**TRY IT:**
Each line of the entries, from the first to the line containing "use tracing::Level;", is to be transcribed exactly as it stands; include no other lines.
⁂
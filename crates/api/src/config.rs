//! Service configuration
//!
//! Layered with the `config` crate: built-in defaults, then an optional
//! TOML file, then `PADDY__SECTION__KEY` environment variables.

use class_mapping::DEFAULT_HEALTHY_LABEL;
use image_preprocess::PreprocessConfig;
use inference_engine::ModelConfig;
use serde::{Deserialize, Serialize};
use std::path::{Path, PathBuf};
use std::str::FromStr;
use std::time::Duration;
use thiserror::Error;
use tracing::Level;

/// Config file read when no path is given
pub const DEFAULT_CONFIG_FILE: &str = "config/paddy";

/// Environment variable prefix
pub const ENV_PREFIX: &str = "PADDY";

/// Configuration errors
#[derive(Debug, Error)]
pub enum ConfigError {
    #[error("Failed to load configuration: {0}")]
    Load(#[from] config::ConfigError),

    #[error("Invalid log level {0:?}: expected trace, debug, info, warn or error")]
    InvalidLogLevel(String),
}

/// Full service configuration
#[derive(Debug, Clone, Default, Serialize, Deserialize)]
#[serde(default)]
pub struct AppConfig {
    pub server: ServerConfig,
    pub models: ModelConfig,
    pub mappings: MappingConfig,
    pub preprocess: PreprocessConfig,
    pub logging: LoggingConfig,
}

impl AppConfig {
    /// Load configuration; an explicit path must exist, the default file is optional
    pub fn load(path: Option<&Path>) -> Result<Self, ConfigError> {
        let file = match path {
            Some(path) => config::File::from(path).required(true),
            None => config::File::with_name(DEFAULT_CONFIG_FILE).required(false),
        };

        let settings = config::Config::builder()
            .add_source(file)
            .add_source(
                config::Environment::with_prefix(ENV_PREFIX)
                    .prefix_separator("__")
                    .separator("__")
                    .try_parsing(true),
            )
            .build()?;

        let config: AppConfig = settings.try_deserialize()?;
        config.logging.max_level()?;
        Ok(config)
    }
}

/// HTTP server settings
#[derive(Debug, Clone, Serialize, Deserialize)]
#[serde(default)]
pub struct ServerConfig {
    /// Listen address
    pub bind: String,
    /// Maximum upload size in bytes
    pub body_limit_bytes: usize,
    /// Give up waiting for a prediction after this many seconds
    pub request_timeout_secs: Option<u64>,
    /// Expose Prometheus metrics on /metrics
    pub metrics: bool,
}

impl Default for ServerConfig {
    fn default() -> Self {
        Self {
            bind: "0.0.0.0:8000".to_string(),
            body_limit_bytes: 10 * 1024 * 1024,
            request_timeout_secs: None,
            metrics: true,
        }
    }
}

impl ServerConfig {
    pub fn request_timeout(&self) -> Option<Duration> {
        self.request_timeout_secs.map(Duration::from_secs)
    }
}

/// Class mapping resources
#[derive(Debug, Clone, Serialize, Deserialize)]
#[serde(default)]
pub struct MappingConfig {
    /// Disease index-to-label JSON
    pub disease_path: PathBuf,
    /// Variety index-to-label JSON
    pub variety_path: PathBuf,
    /// Disease label that means "healthy"
    pub healthy_label: String,
}

impl Default for MappingConfig {
    fn default() -> Self {
        Self {
            disease_path: PathBuf::from("config/disease_classes.json"),
            variety_path: PathBuf::from("config/variety_classes.json"),
            healthy_label: DEFAULT_HEALTHY_LABEL.to_string(),
        }
    }
}

/// Log output settings
#[derive(Debug, Clone, Serialize, Deserialize)]
#[serde(default)]
pub struct LoggingConfig {
    /// Maximum level: trace, debug, info, warn or error
    pub level: String,
    /// Emit JSON lines instead of human-readable text
    pub json: bool,
}

impl LoggingConfig {
    /// Parsed maximum level (case-insensitive)
    pub fn max_level(&self) -> Result<Level, ConfigError> {
        Level::from_str(&self.level).map_err(|_| ConfigError::InvalidLogLevel(self.level.clone()))
    }
}

impl Default for LoggingConfig {
    fn default() -> Self {
        Self {
            level: "info".to_string(),
            json: false,
        }
    }
}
⁂
**RESPONSE AREA:**
filename crates/api/src/config.rs
//! Service configuration
//!
//! Layered with the `config` crate: built-in defaults, then an optional
//! TOML file, then `PADDY__SECTION__KEY` environment variables.

use class_mapping::DEFAULT_HEALTHY_LABEL;
use image_preprocess::PreprocessConfig;
use inference_engine::ModelConfig;
use serde::{Deserialize, Serialize};
use std::path::{Path, PathBuf};
use std::str::FromStr;
use std::time::Duration;
use thiserror::Error;
use tracing::Level;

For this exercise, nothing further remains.